Your briefing on augmented financial risk analysis

N°144 ▪ 4th May 2018


The other side of the financial market

The shadow market (or the marked-based financing) is a term used to talk about credit operations that occurs beyond the regular banking system. Nevertheless, some analysis has used it to describe the dark side of the financial system before the 2007-2008 global financial crisis (GFC).

In fact, shadow banking has been growing in recent years. According to the Financial Stability Board (FSB), marked-based funding has increased to reach 48% of the total global financial assets of financial institutions in 2016, which denotes its importance. Marked-based funding is larger in the United States than in the European Union and its importance has caused many debates. Beyond the discussion about its benefits or disadvantages, one important point is that it represents an alternative source of funding for enterprises.

After GFC, governments of the European Union have tried to incentivize the economy through the reinforcement of private investment. For instance, the Juncker Plan intends to allocate EUR 500 billion until 2020 to promote industrial projects and to reinforce innovation in Small and Medium Enterprises (SMEs). Another example is the PACTE law in France, which looks to facilitate funding for SMEs. Furthermore, the new institutional infrastructure of the French Public Investment Bank (BPI) highlights the efforts made by governments to support French innovative companies.

Credit to private non-financial sector in Euro Area

Sources: Beyond Ratings, BIS

In this regard, the last financial stability review of the Banque de France steers the debate around the shadow banking system. It argues that given the context, the increase of shadow banking funding gives more opportunities to enterprises by diversifying its risk and by moving resources to investment in innovation which is an important determinant of growth in advanced economies.

The December 2017 reform of the well-known Basel III international regulatory framework for banks, focuses more on the liquidity of the non-banking funding more than on the sustainability of the banking system. The excess of liquidity of the banking system and an increased demand for non-banking resources challenge policy makers and international institutions to rethink the regulatory framework of this “shadow” part of the economy that it is not well regulated.

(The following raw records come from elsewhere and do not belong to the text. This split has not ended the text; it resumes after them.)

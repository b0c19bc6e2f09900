//! Saved per-asset view settings for the interactive graph.

use std::collections::BTreeMap;
use std::sync::OnceLock;

use regex::Regex;
use rusqlite::{params, Connection, OptionalExtension};
use serde::{Deserialize, Serialize};

use crate::assets::AssetRef;
use crate::error::{ImpactError, Result};

pub const DEFAULT_FORWARD_COLOR: &str = "#ff3418";
pub const DEFAULT_BACKWARD_COLOR: &str = "#1c76ff";
pub const DEFAULT_BOTH_COLOR: &str = "#ca29ff";

#[derive(Debug, Clone, Copy, PartialEq, Serialize, Deserialize)]
pub struct NodePosition {
    pub x: f64,
    pub y: f64,
}

#[derive(Debug, Clone, PartialEq, Serialize, Deserialize)]
#[serde(rename_all = "camelCase")]
pub struct ImpactContext {
    pub kind: String,
    pub id: i64,
    #[serde(default)]
    pub positions: BTreeMap<String, NodePosition>,
    #[serde(default = "default_zoom")]
    pub zoom: f64,
    #[serde(default)]
    pub pan_x: f64,
    #[serde(default)]
    pub pan_y: f64,
    #[serde(default = "default_true")]
    pub show_forward: bool,
    #[serde(default = "default_true")]
    pub show_backward: bool,
    #[serde(default = "default_forward_color")]
    pub forward_color: String,
    #[serde(default = "default_backward_color")]
    pub backward_color: String,
    #[serde(default = "default_both_color")]
    pub both_color: String,
    #[serde(default)]
    pub max_depth: Option<u32>,
}

fn default_zoom() -> f64 {
    1.0
}

fn default_true() -> bool {
    true
}

fn default_forward_color() -> String {
    DEFAULT_FORWARD_COLOR.to_string()
}

fn default_backward_color() -> String {
    DEFAULT_BACKWARD_COLOR.to_string()
}

fn default_both_color() -> String {
    DEFAULT_BOTH_COLOR.to_string()
}

fn color_pattern() -> &'static Regex {
    static PATTERN: OnceLock<Regex> = OnceLock::new();
    PATTERN.get_or_init(|| Regex::new(r"^#[0-9a-fA-F]{6}$").expect("Invalid regex pattern"))
}

impl ImpactContext {
    pub fn defaults_for(asset: &AssetRef) -> Self {
        Self {
            kind: asset.kind.clone(),
            id: asset.id,
            positions: BTreeMap::new(),
            zoom: default_zoom(),
            pan_x: 0.0,
            pan_y: 0.0,
            show_forward: true,
            show_backward: true,
            forward_color: default_forward_color(),
            backward_color: default_backward_color(),
            both_color: default_both_color(),
            max_depth: None,
        }
    }

    pub fn asset_ref(&self) -> AssetRef {
        AssetRef::new(self.kind.clone(), self.id)
    }

    pub fn validate(&self) -> Result<()> {
        for (name, color) in [
            ("forwardColor", &self.forward_color),
            ("backwardColor", &self.backward_color),
            ("bothColor", &self.both_color),
        ] {
            if !color_pattern().is_match(color) {
                return Err(ImpactError::Validation(format!("{} must be a #rrggbb colour", name)));
            }
        }
        if !(self.zoom.is_finite() && self.zoom > 0.0) {
            return Err(ImpactError::Validation("zoom must be a positive number".to_string()));
        }
        if !(self.pan_x.is_finite() && self.pan_y.is_finite()) {
            return Err(ImpactError::Validation("pan must be finite".to_string()));
        }
        if self.positions.values().any(|p| !(p.x.is_finite() && p.y.is_finite())) {
            return Err(ImpactError::Validation("node positions must be finite".to_string()));
        }
        Ok(())
    }
}

/// Saved context for `asset`, or the defaults when nothing is stored.
pub fn load_context(conn: &Connection, asset: &AssetRef) -> Result<ImpactContext> {
    let row = conn
        .query_row(
            "SELECT positions_json, zoom, pan_x, pan_y, show_forward, show_backward,
                    forward_color, backward_color, both_color, max_depth
             FROM impact_contexts WHERE asset_kind = ?1 AND asset_id = ?2",
            params![asset.kind, asset.id],
            |row| {
                Ok((
                    row.get::<_, String>(0)?,
                    ImpactContext {
                        kind: asset.kind.clone(),
                        id: asset.id,
                        positions: BTreeMap::new(),
                        zoom: row.get(1)?,
                        pan_x: row.get(2)?,
                        pan_y: row.get(3)?,
                        show_forward: row.get(4)?,
                        show_backward: row.get(5)?,
                        forward_color: row.get(6)?,
                        backward_color: row.get(7)?,
                        both_color: row.get(8)?,
                        max_depth: row.get(9)?,
                    },
                ))
            },
        )
        .optional()?;

    let Some((positions_json, mut context)) = row else {
        return Ok(ImpactContext::defaults_for(asset));
    };
    context.positions = match serde_json::from_str(&positions_json) {
        Ok(positions) => positions,
        Err(e) => {
            log::warn!("Discarding unreadable node positions for {}: {}", asset, e);
            BTreeMap::new()
        }
    };
    Ok(context)
}

pub fn save_context(conn: &Connection, context: &ImpactContext) -> Result<()> {
    context.validate()?;
    let positions = serde_json::to_string(&context.positions)
        .map_err(|e| ImpactError::Unexpected(format!("Failed to encode positions: {}", e)))?;
    conn.execute(
        "INSERT INTO impact_contexts (
            asset_kind, asset_id, positions_json, zoom, pan_x, pan_y,
            show_forward, show_backward, forward_color, backward_color, both_color,
            max_depth, updated_at
         ) VALUES (?1, ?2, ?3, ?4, ?5, ?6, ?7, ?8, ?9, ?10, ?11, ?12, CURRENT_TIMESTAMP)
         ON CONFLICT(asset_kind, asset_id) DO UPDATE SET
            positions_json = excluded.positions_json,
            zoom = excluded.zoom,
            pan_x = excluded.pan_x,
            pan_y = excluded.pan_y,
            show_forward = excluded.show_forward,
            show_backward = excluded.show_backward,
            forward_color = excluded.forward_color,
            backward_color = excluded.backward_color,
            both_color = excluded.both_color,
            max_depth = excluded.max_depth,
            updated_at = CURRENT_TIMESTAMP",
        params![
            context.kind,
            context.id,
            positions,
            context.zoom,
            context.pan_x,
            context.pan_y,
            context.show_forward,
            context.show_backward,
            context.forward_color,
            context.backward_color,
            context.both_color,
            context.max_depth
        ],
    )?;
    log::debug!("Saved impact context for {}", context.asset_ref());
    Ok(())
}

Features of financial markets are now different. On one hand, companies in the Eurozone prefer to save and to fund using their own resources (cash flow) or by private equity, meaning that they are not using the regular banking system. On the other hand, excess of savings in the banking system is allocated to public debt and financing the increasing public deficit. Thus, the main impact remains on the intensification of the vicious circle between banking risk and sovereign risk. If private banks concentrate their portfolio on sovereign debt securities, the banking risk would increase and then affect public financial stability.

This situation is also critical in terms of the transmission mechanism of the monetary policy, since the link between household’s savings and companies is disrupted, a change in the interest rate has virtually no effect on the cost of companies’ funding.

Finally, it is important to understand that the non-banking system is a counterpart of the banking system that changes the macro financial equilibrium and there is a necessity to better regulate it to prevent potential systematic risk.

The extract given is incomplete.